First, what exactly are edible flowers and micro greens? Edible flowers are pretty much just what they sound like: flowers that can be consumed safely by humans. They usually also have a pleasing taste as well. People aren’t just pulling weeds out of the ground and throwing them in their salads. There are a wide variety of edible flowers, including pansies, batchelor’s buttons, calendulas, marigolds, chrysanthemums, snapdragons, carnations, dahlias, nasturtiums, and violas.

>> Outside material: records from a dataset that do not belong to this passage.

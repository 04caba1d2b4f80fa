//! Operator-facing notices in the operator's language.

use crate::domain::models::{Locale, SkipReason};

/// Every message the orchestrator sends to an operator.
#[derive(Debug, Clone, PartialEq, Eq)]
pub enum Notice<'a> {
    /// A directive was noted without creating work.
    DirectiveSkipped { reason: SkipReason },
    /// A task was accepted by a department.
    Accepted { department: &'a str, title: &'a str },
    /// A department received a cross-department request.
    CrossDepartmentAck { department: &'a str, title: &'a str },
    /// A department in the coordination queue has no lead.
    DepartmentSkipped { department: &'a str },
    /// Every subtask of a task is done.
    AllSubtasksComplete { title: &'a str },
    /// A task passed review and is done.
    TaskCompleted { title: &'a str },
    /// A worker exited with a failure.
    TaskFailed { title: &'a str, exit_code: i32 },
    /// Recovery found no evidence the worker ever ran.
    WatchdogReset { title: &'a str },
    Paused { title: &'a str },
    Cancelled { title: &'a str },
}

impl Notice<'_> {
    pub fn render(&self, locale: Locale) -> String {
        match locale {
            Locale::En => self.render_en(),
            Locale::Ko => self.render_ko(),
            Locale::Ja => self.render_ja(),
            Locale::Zh => self.render_zh(),
        }
    }

    fn render_en(&self) -> String {
        match self {
            Self::DirectiveSkipped { reason: SkipReason::NoTask } => {
                "Noted. No task was created.".to_string()
            }
            Self::DirectiveSkipped { reason: SkipReason::Lightweight } => {
                "Hello! Send a directive whenever there is work to do.".to_string()
            }
            Self::Accepted { department, title } => format!("[{department}] Accepted: {title}"),
            Self::CrossDepartmentAck { department, title } => {
                format!("[{department}] Received the request and started work: {title}")
            }
            Self::DepartmentSkipped { department } => {
                format!("[{department}] has no team leader; skipping this department.")
            }
            Self::AllSubtasksComplete { title } => format!("All subtasks are complete: {title}"),
            Self::TaskCompleted { title } => format!("Task completed: {title}"),
            Self::TaskFailed { title, exit_code } => {
                format!("Task failed (exit code {exit_code}): {title}")
            }
            Self::WatchdogReset { title } => format!(
                "Watchdog: no sign the worker ever started, task moved back to inbox: {title}"
            ),
            Self::Paused { title } => format!("Task paused: {title}"),
            Self::Cancelled { title } => format!("Task cancelled: {title}"),
        }
    }

    fn render_ko(&self) -> String {
        match self {
            Self::DirectiveSkipped { reason: SkipReason::NoTask } => {
                "확인했습니다. 업무는 생성하지 않았습니다.".to_string()
            }
            Self::DirectiveSkipped { reason: SkipReason::Lightweight } => {
                "안녕하세요! 업무가 있으면 언제든 지시해 주세요.".to_string()
            }
            Self::Accepted { department, title } => format!("[{department}] 업무 접수: {title}"),
            Self::CrossDepartmentAck { department, title } => {
                format!("[{department}] 협업 요청을 받아 작업을 시작합니다: {title}")
            }
            Self::DepartmentSkipped { department } => {
                format!("[{department}] 팀장이 없어 이 부서는 건너뜁니다.")
            }
            Self::AllSubtasksComplete { title } => format!("모든 하위 작업이 완료되었습니다: {title}"),
            Self::TaskCompleted { title } => format!("업무 완료: {title}"),
            Self::TaskFailed { title, exit_code } => {
                format!("업무 실패 (종료 코드 {exit_code}): {title}")
            }
            Self::WatchdogReset { title } => {
                format!("워치독: 작업이 시작된 흔적이 없어 수신함으로 되돌렸습니다: {title}")
            }
            Self::Paused { title } => format!("업무 일시 중지: {title}"),
            Self::Cancelled { title } => format!("업무 취소: {title}"),
        }
    }

    fn render_ja(&self) -> String {
        match self {
            Self::DirectiveSkipped { reason: SkipReason::NoTask } => {
                "承知しました。タスクは作成していません。".to_string()
            }
            Self::DirectiveSkipped { reason: SkipReason::Lightweight } => {
                "こんにちは！作業があればいつでも指示してください。".to_string()
            }
            Self::Accepted { department, title } => format!("[{department}] 受付: {title}"),
            Self::CrossDepartmentAck { department, title } => {
                format!("[{department}] 依頼を受け付け、作業を開始します: {title}")
            }
            Self::DepartmentSkipped { department } => {
                format!("[{department}] チームリーダーが不在のため、この部署をスキップします。")
            }
            Self::AllSubtasksComplete { title } => format!("すべてのサブタスクが完了しました: {title}"),
            Self::TaskCompleted { title } => format!("タスク完了: {title}"),
            Self::TaskFailed { title, exit_code } => {
                format!("タスク失敗 (終了コード {exit_code}): {title}")
            }
            Self::WatchdogReset { title } => {
                format!("ウォッチドッグ: 作業開始の形跡がないため受信箱に戻しました: {title}")
            }
            Self::Paused { title } => format!("タスク一時停止: {title}"),
            Self::Cancelled { title } => format!("タスク取り消し: {title}"),
        }
    }

    fn render_zh(&self) -> String {
        match self {
            Self::DirectiveSkipped { reason: SkipReason::NoTask } => {
                "收到。未创建任务。".to_string()
            }
            Self::DirectiveSkipped { reason: SkipReason::Lightweight } => {
                "你好！有工作随时吩咐。".to_string()
            }
            Self::Accepted { department, title } => format!("[{department}] 已受理: {title}"),
            Self::CrossDepartmentAck { department, title } => {
                format!("[{department}] 已收到协作请求并开始工作: {title}")
            }
            Self::DepartmentSkipped { department } => {
                format!("[{department}] 没有组长，跳过该部门。")
            }
            Self::AllSubtasksComplete { title } => format!("所有子任务已完成: {title}"),
            Self::TaskCompleted { title } => format!("任务完成: {title}"),
            Self::TaskFailed { title, exit_code } => {
                format!("任务失败 (退出码 {exit_code}): {title}")
            }
            Self::WatchdogReset { title } => {
                format!("看门狗: 没有发现任务开始的迹象，已退回收件箱: {title}")
            }
            Self::Paused { title } => format!("任务已暂停: {title}"),
            Self::Cancelled { title } => format!("任务已取消: {title}"),
        }
    }
}

#[cfg(test)]
mod tests {
    use super::*;

    #[test]
    fn test_every_locale_renders_title() {
        let notice = Notice::WatchdogReset { title: "Fix login" };
        for locale in [Locale::En, Locale::Ko, Locale::Ja, Locale::Zh] {
            assert!(notice.render(locale).contains("Fix login"), "{locale:?}");
        }
    }

    #[test]
    fn test_failure_mentions_exit_code() {
        let text = Notice::TaskFailed {
            title: "Deploy",
            exit_code: 2,
        }
        .render(Locale::En);
        assert_eq!(text, "Task failed (exit code 2): Deploy");
    }
}
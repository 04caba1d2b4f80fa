//! Domain errors for the taskforce orchestrator.

use thiserror::Error;
use uuid::Uuid;

/// Domain-level errors that can occur in the orchestrator.
#[derive(Debug, Error)]
pub enum DomainError {
    #[error("Task not found: {0}")]
    TaskNotFound(Uuid),

    #[error("Subtask not found: {0}")]
    SubtaskNotFound(Uuid),

    #[error("Agent not found: {0}")]
    AgentNotFound(Uuid),

    #[error("Department not found: {0}")]
    DepartmentNotFound(String),

    #[error("Invalid state transition from {from} to {to}")]
    InvalidStateTransition { from: String, to: String },

    /// The task already has a live worker, or the executor holds another task.
    #[error("Dispatch refused for task {task_id}: {reason}")]
    DispatchRefused { task_id: Uuid, reason: String },

    /// A directive with this idempotency key was already processed.
    /// `task_id` is the task it created, if any.
    #[error("Directive already processed: {key}")]
    DuplicateDirective { key: String, task_id: Option<Uuid> },

    /// The store was busy or locked. Safe to retry.
    #[error("Write contention: {0}")]
    WriteContention(String),

    #[error("Worker spawn failed: {0}")]
    SpawnFailed(String),

    #[error("Validation failed: {0}")]
    ValidationFailed(String),

    #[error("Database error: {0}")]
    DatabaseError(String),

    #[error("Serialization error: {0}")]
    SerializationError(String),
}

pub type DomainResult<T> = Result<T, DomainError>;

impl DomainError {
    /// Whether the caller may retry the same operation unchanged.
    pub const fn is_retryable(&self) -> bool {
        matches!(self, Self::WriteContention(_))
    }
}

/// SQLite primary result codes for SQLITE_BUSY and SQLITE_LOCKED.
const SQLITE_BUSY: &str = "5";
const SQLITE_LOCKED: &str = "6";

impl From<sqlx::Error> for DomainError {
    fn from(err: sqlx::Error) -> Self {
        if let sqlx::Error::Database(db_err) = &err {
            let code = db_err.code();
            let code = code.as_deref().unwrap_or_default();
            // Extended codes share the primary code in their low byte.
            let primary = code
                .parse::<i64>()
                .map(|c| (c & 0xff).to_string())
                .unwrap_or_default();
            if primary == SQLITE_BUSY || primary == SQLITE_LOCKED {
                return Self::WriteContention(db_err.message().to_string());
            }
        }
        if matches!(err, sqlx::Error::PoolTimedOut) {
            return Self::WriteContention(err.to_string());
        }
        Self::DatabaseError(err.to_string())
    }
}

impl From<serde_json::Error> for DomainError {
    fn from(err: serde_json::Error) -> Self {
        Self::SerializationError(err.to_string())
    }
}

#[cfg(test)]
mod tests {
    use super::*;

    #[test]
    fn test_only_contention_is_retryable() {
        assert!(DomainError::WriteContention("busy".into()).is_retryable());
        let duplicate = DomainError::DuplicateDirective {
            key: "k".into(),
            task_id: None,
        };
        assert!(!duplicate.is_retryable());
        assert!(!DomainError::TaskNotFound(Uuid::new_v4()).is_retryable());
    }

    #[test]
    fn test_pool_timeout_maps_to_contention() {
        let err: DomainError = sqlx::Error::PoolTimedOut.into();
        assert!(matches!(err, DomainError::WriteContention(_)));
    }
}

Micro greens are a bit more complex in their development. Most of us are used to going to the grocery store and picking up fully grown vegetables for our kitchens. Some of us may have even grown our own vegetables before, and be familiar with the entire growing process. But most people know little more than that vegetables are grown on farms and in gardens. Micro greens are botanically very similar to their full grown counterparts. The major difference is that micro greens are grown for a much shorter period of time. They are the adolescent versions of many of our favorite vegetables. It normally only takes about 30 days for micro greens to grow before they can be harvested, and they are usually harvested just as the first leaves of the plant begin to open. Popular types of micro greens include radishes, kale, beets, arugula, chia, celery, broccoli, cucumber, wasabi and various lettuces.

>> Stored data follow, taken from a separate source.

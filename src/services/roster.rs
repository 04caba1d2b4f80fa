//! Baseline organization roster.
//!
//! Six departments, each staffed with a team leader, a senior, a junior and
//! an intern. Seeding never overwrites agents that already exist.

use serde::Serialize;

use crate::domain::errors::DomainResult;
use crate::domain::models::{Agent, AgentRole, Department, DEPARTMENT_EXECUTION_PRIORITY};
use crate::domain::ports::{AgentFilter, AgentRepository, DepartmentRepository};

struct BaselineDepartment {
    id: &'static str,
    name: &'static str,
    aliases: &'static [&'static str],
    staff: [&'static str; 4],
}

static BASELINE: [BaselineDepartment; 6] = [
    BaselineDepartment {
        id: "dev",
        name: "Development",
        aliases: &["engineering", "개발팀", "開発", "开发"],
        staff: ["Aria", "Bolt", "Cody", "Dot"],
    },
    BaselineDepartment {
        id: "design",
        name: "Design",
        aliases: &["디자인팀", "デザイン", "设计"],
        staff: ["Pixel", "Luna", "Sketch", "Tint"],
    },
    BaselineDepartment {
        id: "qa",
        name: "Quality Assurance",
        aliases: &["quality", "품질관리팀", "品質保証", "质量"],
        staff: ["Hawk", "Lint", "Trace", "Bug"],
    },
    BaselineDepartment {
        id: "operations",
        name: "Operations",
        aliases: &["ops", "운영팀", "運用", "运营"],
        staff: ["Atlas", "Turbo", "Relay", "Cue"],
    },
    BaselineDepartment {
        id: "devsecops",
        name: "DevSecOps",
        aliases: &["security", "보안팀", "セキュリティ", "安全"],
        staff: ["Vault", "Shield", "Cipher", "Key"],
    },
    BaselineDepartment {
        id: "planning",
        name: "Planning",
        aliases: &["기획팀", "企画", "策划"],
        staff: ["Sage", "Clio", "Memo", "Note"],
    },
];

const ROLES: [AgentRole; 4] = [
    AgentRole::TeamLeader,
    AgentRole::Senior,
    AgentRole::Junior,
    AgentRole::Intern,
];

/// The baseline departments in execution priority order.
pub fn baseline_departments() -> Vec<Department> {
    BASELINE
        .iter()
        .map(|b| {
            let sort_order = DEPARTMENT_EXECUTION_PRIORITY
                .iter()
                .position(|id| *id == b.id)
                .unwrap_or(BASELINE.len());
            Department::new(b.id, b.name, i64::try_from(sort_order).unwrap_or(i64::MAX))
                .with_aliases(b.aliases.iter().copied())
        })
        .collect()
}

/// The baseline staff of every department, all using `provider`.
pub fn baseline_agents(provider: &str) -> Vec<Agent> {
    BASELINE
        .iter()
        .flat_map(|b| {
            b.staff
                .iter()
                .zip(ROLES)
                .map(move |(name, role)| Agent::new(*name, role, b.id, provider))
        })
        .collect()
}

/// What a seeding pass wrote.
#[derive(Debug, Clone, Copy, Default, Serialize)]
pub struct RosterSeed {
    pub departments: usize,
    pub agents_created: usize,
}

/// Upsert the baseline departments and staff any department that has no agents.
pub async fn seed_roster(
    departments: &dyn DepartmentRepository,
    agents: &dyn AgentRepository,
    provider: &str,
) -> DomainResult<RosterSeed> {
    let mut seed = RosterSeed::default();

    for department in baseline_departments() {
        departments.upsert(&department).await?;
        seed.departments += 1;

        let existing = agents
            .list(AgentFilter {
                department_id: Some(department.id.clone()),
                ..Default::default()
            })
            .await?;
        if !existing.is_empty() {
            continue;
        }
        for agent in baseline_agents(provider)
            .into_iter()
            .filter(|a| a.department_id == department.id)
        {
            agents.create(&agent).await?;
            seed.agents_created += 1;
        }
    }

    tracing::info!(
        departments = seed.departments,
        agents_created = seed.agents_created,
        "roster seeded"
    );
    Ok(seed)
}
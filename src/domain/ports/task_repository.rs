//! Task repository port.

use async_trait::async_trait;
use uuid::Uuid;

use crate::domain::errors::DomainResult;
use crate::domain::models::{Task, TaskStatus};

/// Filter criteria for listing tasks.
#[derive(Debug, Clone, Default)]
pub struct TaskFilter {
    pub status: Option<TaskStatus>,
    pub department_id: Option<String>,
    pub source_task_id: Option<Uuid>,
    pub assigned_agent_id: Option<Uuid>,
    pub limit: Option<i64>,
}

/// Repository interface for Task persistence.
#[async_trait]
pub trait TaskRepository: Send + Sync {
    /// Insert a new task.
    async fn create(&self, task: &Task) -> DomainResult<()>;

    /// Get a task by ID.
    async fn get(&self, id: Uuid) -> DomainResult<Option<Task>>;

    /// Update every column of an existing task.
    async fn update(&self, task: &Task) -> DomainResult<()>;

    /// Delete a task; child rows go with it.
    async fn delete(&self, id: Uuid) -> DomainResult<()>;

    /// List tasks with optional filters, oldest first.
    async fn list(&self, filter: TaskFilter) -> DomainResult<Vec<Task>>;

    /// List tasks in a status.
    async fn list_by_status(&self, status: TaskStatus) -> DomainResult<Vec<Task>>;

    /// Tasks spawned by delegation from `source_task_id`.
    async fn children_of(&self, source_task_id: Uuid) -> DomainResult<Vec<Task>>;

    /// Tasks carrying a persisted coordination state.
    async fn list_coordinating(&self) -> DomainResult<Vec<Task>>;
}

But why would anybody want to use a flower or an underdeveloped plant in a recipe? Edible flowers and plants can act as great garnishes and add visual appeal to various dishes, including salads, cakes and desserts, soups and seafood dishes. They can also be used to add a distinctive look to a cup of tea or a cocktail.

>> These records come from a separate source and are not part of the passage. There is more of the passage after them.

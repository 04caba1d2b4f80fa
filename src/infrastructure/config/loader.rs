use anyhow::{Context, Result};
use figment::providers::{Env, Format, Serialized, Yaml};
use figment::Figment;
use std::path::Path;
use thiserror::Error;

use crate::domain::models::config::Config;

/// Project-local configuration directory.
pub const CONFIG_DIR: &str = ".taskforce";

/// Why a loaded configuration was refused
#[derive(Error, Debug)]
pub enum ConfigError {
    #[error("Invalid log level: {0}. Must be one of: trace, debug, info, warn, error")]
    InvalidLogLevel(String),

    #[error("Invalid log format: {0}. Must be one of: json, pretty")]
    InvalidLogFormat(String),

    #[error("Invalid log rotation: {0}. Must be one of: daily, hourly, never")]
    InvalidRotation(String),

    #[error("Database path cannot be empty")]
    EmptyDatabasePath,

    #[error("Invalid max_connections: {0}. Must be at least 1")]
    InvalidMaxConnections(u32),

    #[error("Invalid sweep_interval_secs: {0}. Must be at least 1")]
    InvalidSweepInterval(u64),

    #[error("Default provider '{0}' has no command configured")]
    UnknownDefaultProvider(String),

    #[error("Configuration validation failed: {0}")]
    ValidationFailed(String),
}

/// Layered YAML and environment loading for [`Config`]
pub struct ConfigLoader;

impl ConfigLoader {
    /// Layers, lowest precedence first:
    /// 1. Programmatic defaults
    /// 2. `.taskforce/config.yaml` (created by init)
    /// 3. `.taskforce/local.yaml` (optional local overrides)
    /// 4. `TASKFORCE_*` environment variables, `__` between sections
    pub fn load() -> Result<Config> {
        let config: Config = Figment::new()
            .merge(Serialized::defaults(Config::default()))
            .merge(Yaml::file(format!("{CONFIG_DIR}/config.yaml")))
            .merge(Yaml::file(format!("{CONFIG_DIR}/local.yaml")))
            .merge(Env::prefixed("TASKFORCE_").split("__"))
            .extract()
            .context("Failed to extract configuration from figment")?;

        Self::validate(&config)?;
        Ok(config)
    }

    /// Load configuration from a specific file, still honoring env overrides
    pub fn load_from_file(path: impl AsRef<Path>) -> Result<Config> {
        let path = path.as_ref();
        let config: Config = Figment::new()
            .merge(Serialized::defaults(Config::default()))
            .merge(Yaml::file(path))
            .merge(Env::prefixed("TASKFORCE_").split("__"))
            .extract()
            .with_context(|| format!("Failed to load config from {}", path.display()))?;

        Self::validate(&config)?;
        Ok(config)
    }

    /// `--config` wins when given, otherwise the project-local hierarchy.
    pub fn load_with(path: Option<&Path>) -> Result<Config> {
        match path {
            Some(path) => Self::load_from_file(path),
            None => Self::load(),
        }
    }

    /// Reject settings the orchestrator cannot run with.
    pub fn validate(config: &Config) -> Result<(), ConfigError> {
        Self::check_database(config)?;
        Self::check_logging(config)?;
        if config.orchestrator.sweep_interval_secs == 0 {
            return Err(ConfigError::InvalidSweepInterval(0));
        }
        Self::check_workers(config)
    }

    fn check_database(config: &Config) -> Result<(), ConfigError> {
        let db = &config.database;
        if db.path.trim().is_empty() {
            return Err(ConfigError::EmptyDatabasePath);
        }
        match db.max_connections {
            0 => Err(ConfigError::InvalidMaxConnections(0)),
            _ => Ok(()),
        }
    }

    fn check_logging(config: &Config) -> Result<(), ConfigError> {
        const LEVELS: [&str; 5] = ["trace", "debug", "info", "warn", "error"];
        const FORMATS: [&str; 2] = ["json", "pretty"];
        const ROTATIONS: [&str; 3] = ["daily", "hourly", "never"];

        let logging = &config.logging;
        if !LEVELS.contains(&logging.level.as_str()) {
            return Err(ConfigError::InvalidLogLevel(logging.level.clone()));
        }
        if !FORMATS.contains(&logging.format.as_str()) {
            return Err(ConfigError::InvalidLogFormat(logging.format.clone()));
        }
        if !ROTATIONS.contains(&logging.rotation.as_str()) {
            return Err(ConfigError::InvalidRotation(logging.rotation.clone()));
        }
        Ok(())
    }

    fn check_workers(config: &Config) -> Result<(), ConfigError> {
        let workers = &config.workers;
        if !workers.providers.contains_key(&workers.default_provider) {
            return Err(ConfigError::UnknownDefaultProvider(
                workers.default_provider.clone(),
            ));
        }
        if let Some((name, _)) = workers
            .providers
            .iter()
            .find(|(_, provider)| provider.command.trim().is_empty())
        {
            return Err(ConfigError::ValidationFailed(format!(
                "provider '{name}' has an empty command"
            )));
        }
        if workers.logs_dir.trim().is_empty() {
            return Err(ConfigError::ValidationFailed(
                "workers.logs_dir is required".to_string(),
            ));
        }
        Ok(())
    }
}

#[cfg(test)]
mod tests {
    use super::*;
    use crate::domain::models::Locale;
    use std::io::Write;
    use tempfile::NamedTempFile;

    #[test]
    fn test_defaults_pass_validation() {
        let config = Config::default();
        assert_eq!(config.database.url(), "sqlite:.taskforce/taskforce.db");
        assert_eq!(config.orchestrator.stale_grace_secs, 180);
        assert_eq!(config.workers.default_provider, "claude");
        assert_eq!(config.operator.locale, Locale::default());
        assert!(ConfigLoader::validate(&config).is_ok());
    }

    #[test]
    fn test_yaml_parsing() {
        let yaml = r"
database:
  path: /custom/path.db
  max_connections: 3
orchestrator:
  sweep_interval_secs: 30
  ack_delay_ms: 0
workers:
  default_provider: codex
  providers:
    codex:
      command: codex
      args: [exec, --quiet]
operator:
  locale: ko
";
        let config: Config = serde_yaml::from_str(yaml).unwrap();

        assert_eq!(config.database.path, "/custom/path.db");
        assert_eq!(config.orchestrator.sweep_interval_secs, 30);
        assert_eq!(config.orchestrator.ack_delay_ms, 0);
        assert_eq!(config.orchestrator.meeting_delay_ms, 1200);
        assert_eq!(config.workers.providers["codex"].args, vec!["exec", "--quiet"]);
        assert_eq!(config.operator.locale, Locale::Ko);
        assert!(ConfigLoader::validate(&config).is_ok());
    }

    fn rejected(edit: impl FnOnce(&mut Config)) -> ConfigError {
        let mut config = Config::default();
        edit(&mut config);
        ConfigLoader::validate(&config).unwrap_err()
    }

    #[test]
    fn test_invalid_sections_are_rejected() {
        assert!(matches!(
            rejected(|c| c.logging.level = "loud".into()),
            ConfigError::InvalidLogLevel(level) if level == "loud"
        ));
        assert!(matches!(
            rejected(|c| c.logging.format = "logfmt".into()),
            ConfigError::InvalidLogFormat(_)
        ));
        assert!(matches!(
            rejected(|c| c.logging.rotation = "weekly".into()),
            ConfigError::InvalidRotation(_)
        ));
        assert!(matches!(
            rejected(|c| c.database.path = "  ".into()),
            ConfigError::EmptyDatabasePath
        ));
        assert!(matches!(
            rejected(|c| c.database.max_connections = 0),
            ConfigError::InvalidMaxConnections(0)
        ));
        assert!(matches!(
            rejected(|c| c.orchestrator.sweep_interval_secs = 0),
            ConfigError::InvalidSweepInterval(0)
        ));
    }

    #[test]
    fn test_blank_provider_command_is_rejected() {
        let err = rejected(|c| {
            if let Some(codex) = c.workers.providers.get_mut("codex") {
                codex.command = String::new();
            }
        });
        assert!(err.to_string().contains("'codex'"));
    }

    #[test]
    fn test_validate_unknown_default_provider() {
        let mut config = Config::default();
        config.workers.default_provider = "gemini".to_string();
        assert!(matches!(
            ConfigLoader::validate(&config).unwrap_err(),
            ConfigError::UnknownDefaultProvider(p) if p == "gemini"
        ));
    }

    #[test]
    fn test_env_override() {
        let mut file = NamedTempFile::new().unwrap();
        writeln!(file, "logging:\n  level: info\norchestrator:\n  stale_grace_secs: 60").unwrap();
        file.flush().unwrap();

        temp_env::with_vars(
            [
                ("TASKFORCE_LOGGING__LEVEL", Some("debug")),
                ("TASKFORCE_ORCHESTRATOR__ACTIVITY_WINDOW_SECS", Some("42")),
            ],
            || {
                let config = ConfigLoader::load_from_file(file.path()).unwrap();
                assert_eq!(config.logging.level, "debug");
                assert_eq!(config.orchestrator.activity_window_secs, 42);
                assert_eq!(config.orchestrator.stale_grace_secs, 60);
            },
        );
    }

    #[test]
    fn test_local_overrides_layer_on_project_config() {
        let mut project = NamedTempFile::new().unwrap();
        writeln!(
            project,
            "orchestrator:\n  stale_grace_secs: 90\n  sweep_interval_secs: 20\nworkers:\n  default_provider: codex"
        )
        .unwrap();
        let mut local = NamedTempFile::new().unwrap();
        writeln!(local, "orchestrator:\n  sweep_interval_secs: 5").unwrap();

        let config: Config = Figment::new()
            .merge(Serialized::defaults(Config::default()))
            .merge(Yaml::file(project.path()))
            .merge(Yaml::file(local.path()))
            .extract()
            .unwrap();

        assert_eq!(config.orchestrator.sweep_interval_secs, 5);
        assert_eq!(config.orchestrator.stale_grace_secs, 90);
        assert_eq!(config.orchestrator.activity_window_secs, 300);
        assert_eq!(config.workers.default_provider, "codex");
        assert!(config.workers.providers.contains_key("claude"));
    }

    #[test]
    fn test_invalid_file_values_are_rejected() {
        let mut file = NamedTempFile::new().unwrap();
        writeln!(file, "logging:\n  format: xml").unwrap();
        file.flush().unwrap();

        temp_env::with_vars_unset(["TASKFORCE_LOGGING__FORMAT"], || {
            assert!(ConfigLoader::load_from_file(file.path()).is_err());
        });
    }
}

One of the most strikingly gorgeous types of edible flowers are FireStix. FireStix have a distinctive tall, flame-like blossom that is harvested from the amaranth plant. The entirety of an amaranth plant is edible, but FireStix are taken from the most vibrant part of the plant. FireStix can make an excellent addition to any dish as a garnish, and have a neutral flavor that won’t distract from any other flavors in the dish.
Micro greens, on the other hand, are prized for their powerful flavors. They usually pack a much more intense flavor than their full grown brethren. You get all of the flavor of a fully grown vegetable in a concentrated package. Micro greens are also very high in nutrients. The vast majority of micro greens have four to six times more nutrients than the more mature form of the plants.